Читатель видит, что и критики пишут об этом произведении каким-то особым языком. Вот, например, что говорит этот же критик о композиции «Улисса»: «Принцип воронки. Композиция выстроена так, чтобы наглядно продемонстрировать основной вектор движения от макро к микро. „Улисс“ и распадается, пущей демонстративности ради, на три части, три круга „схождения в ад“ индивидуального сознания (и даже под), на пути которого, собственно, и происходит „распад“ привычного эпоса и воссоздание из пепла буквально чего-то вовсе иного. У Пикассо есть серия из нескольких гравюр, смысл которых в демонстрации превращения некоего быка (или коровы) из жизнеподобного, как-то соотносимого с прообразом изображения через самые различные мутации к совершенно абстрактному сочетанию линий, черточек, пятен, уже ничего не говорящих о модели. Пикассо шел от общепринятого копирования действительности, постепенно углубляясь в собственном сопереживании объекта и превращения его в субъект художнического своеволия, к единственно правильному „я так вижу“. То есть от общих мест, мимесиса к воссозданию создания… Нарастание измельчания изображения, нагнетание этого движения есть драматургический стержень, дающий книге ощущение сверхединства и, может быть, основной прием, заставляющий сюжет не стоять на месте».

Переводчик романа С. С. Хорунжий, обращаясь к читателю, пишет: «Любой свежий читатель быстро осознавал, как много в „Улиссе“ скрытого, не лежащего на поверхности, не учитываемого моноидейными трактовками.
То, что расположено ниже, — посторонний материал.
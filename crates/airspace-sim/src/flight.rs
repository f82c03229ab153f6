//! Built-in enemy flight patterns.
//!
//! Closed-form functions of session time, so positions are reproducible for a
//! given tick timeline. Hosts with their own flight paths report positions
//! instead (see `FlightControl::Reported`).

use airspace_core::enums::EnemyKind;
use airspace_core::types::Position;

/// Position of an enemy of `kind` at `t` seconds into the session.
pub fn pattern_position(kind: EnemyKind, t: f64) -> Position {
    match kind {
        // Fast figure-eight weave.
        EnemyKind::Scout => Position::new(
            (t * 3.0).sin() * 4.0,
            (t * 2.0).cos() * 1.5 + 1.0,
            -8.0,
        ),
        // Slow, wide, low.
        EnemyKind::Bomber => Position::new(
            (t * 1.2).sin() * 3.0,
            (t * 0.8).sin() * 0.8 - 0.5,
            -10.0,
        ),
        // Superimposed harmonics; the hardest to lead.
        EnemyKind::Ace => Position::new(
            (t * 4.0).sin() * 3.0 + (t * 2.5).cos() * 1.5,
            (t * 3.0).cos() * 2.0,
            -7.0,
        ),
    }
}

/// Bank angle (radians) matching the pattern's lateral motion.
pub fn pattern_roll(kind: EnemyKind, t: f64) -> f64 {
    match kind {
        EnemyKind::Scout => -(t * 3.0).cos() * 0.3,
        EnemyKind::Bomber => -(t * 1.2).cos() * 0.15,
        EnemyKind::Ace => -(t * 4.0).cos() * 0.4,
    }
}

#[cfg(test)]
mod tests {
    use super::*;

    #[test]
    fn test_patterns_at_time_zero() {
        assert_eq!(
            pattern_position(EnemyKind::Scout, 0.0),
            Position::new(0.0, 2.5, -8.0)
        );
        assert_eq!(
            pattern_position(EnemyKind::Bomber, 0.0),
            Position::new(0.0, -0.5, -10.0)
        );
        assert_eq!(
            pattern_position(EnemyKind::Ace, 0.0),
            Position::new(1.5, 2.0, -7.0)
        );
    }

    #[test]
    fn test_patterns_keep_their_depth() {
        for step in 0..200 {
            let t = f64::from(step) * 0.05;
            assert_eq!(pattern_position(EnemyKind::Scout, t).z, -8.0);
            assert_eq!(pattern_position(EnemyKind::Bomber, t).z, -10.0);
            assert_eq!(pattern_position(EnemyKind::Ace, t).z, -7.0);
        }
    }

    #[test]
    fn test_patterns_stay_in_envelope() {
        for step in 0..500 {
            let t = f64::from(step) * 0.037;
            let scout = pattern_position(EnemyKind::Scout, t);
            assert!(scout.x.abs() <= 4.0 && (-0.5..=2.5).contains(&scout.y));
            let ace = pattern_position(EnemyKind::Ace, t);
            assert!(ace.x.abs() <= 4.5 && ace.y.abs() <= 2.0);
            assert!(pattern_roll(EnemyKind::Ace, t).abs() <= 0.4);
        }
    }
}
Роман изобиловал загадками всех видов и всех масштабов от крохотных до крупнейших».

А вот критик считает, что «Улисс» паразитирует на свойствах человеческого восприятия, особенностях устройства памяти, внимания-невнимания и т. д. «Змея, пожирающая свой хвост, — вот что такое партия читающих „Улисс“ и, тем самым, подсознательно впадающих в зависимость от мистически окрашенных культов смерти—воскрешения…».

Об этом романе написаны горы текстов. Сам роман — тоже гора, да еще и айсберг. Большинство читателей, начав читать, тут же и отложат его. Чтение очень трудное. Но это явление мировой литературы и явление творческого духа человечества вообще.
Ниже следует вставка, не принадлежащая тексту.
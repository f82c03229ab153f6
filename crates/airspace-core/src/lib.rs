//! Core types and definitions for the AIRSPACE combat simulation.
//!
//! This crate defines the vocabulary shared across all other crates:
//! commands, errors, state snapshots, events, and constants.
//! It has no dependency on any runtime framework.

pub mod commands;
pub mod components;
pub mod constants;
pub mod enums;
pub mod errors;
pub mod events;
pub mod state;
pub mod types;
В России, точнее, в Советском Союзе, одним из самых страстных защитников Джойса был режиссер Эйзенштейн. Он намеревался перенести внутренний монолог Джойса в искусство кино и «в манере Джойса» запечатлеть при помощи кинокамеры внутреннюю жизнь толпы на Красной площади.

Геннадий Иванов

Франц Кафка

(1883–1924)

«Все знают анекдот про то, как сумасшедший удит рыбу в ванне. Врач из каких-то медицинских соображений спрашивает: „Клюет?“, на что тот отвечает: „Ты что, дурак? В ванне?“ Этот анекдот относится к разряду „абстрактных“. Но в нем отчетливо видна связь абсурда с избытком логики. Невыразимый мир Кафки, в сущности, тот самый, где человек позволяет себе мучительную роскошь удить рыбу в ванне, заведомо зная, что ничего не поймает», — эти слова принадлежат Альберу Камю. Возразить ему нечего. Кто читал Кафку, тот согласится, что эстетическое направление, признавшее его лидером, — это «литература с диагнозом», очень характерная для XX века, потерявшего Бога и получившего взамен абсурд существования.

В романе Франца Кафки «Процесс» банковский служащий Йозеф К. является обвиняемым, но за что, он не знает. Он хотел бы оправдаться, но не понимает, в чем. При этом он не пренебрегает любовью, едой, чтением газет. Наконец происходит судебный процесс. Поскольку в зале суда было темно, ему мало что удалось понять. Он догадывается, что осужден, но не задумывается о том, к чему же его приговорили, и продолжает жить как прежде. Спустя много времени к нему приходят два учтивых, прилично одетых господина и приглашают последовать за ними. Они приводят его за город, укладывают головой на камень и вежливо закалывают обоюдоострым ножом мясника. Умирая, он произносит лишь два слова: «Как собака». Все. Как говорится, ни могилы, ни креста. Буднично, как на скотобойне.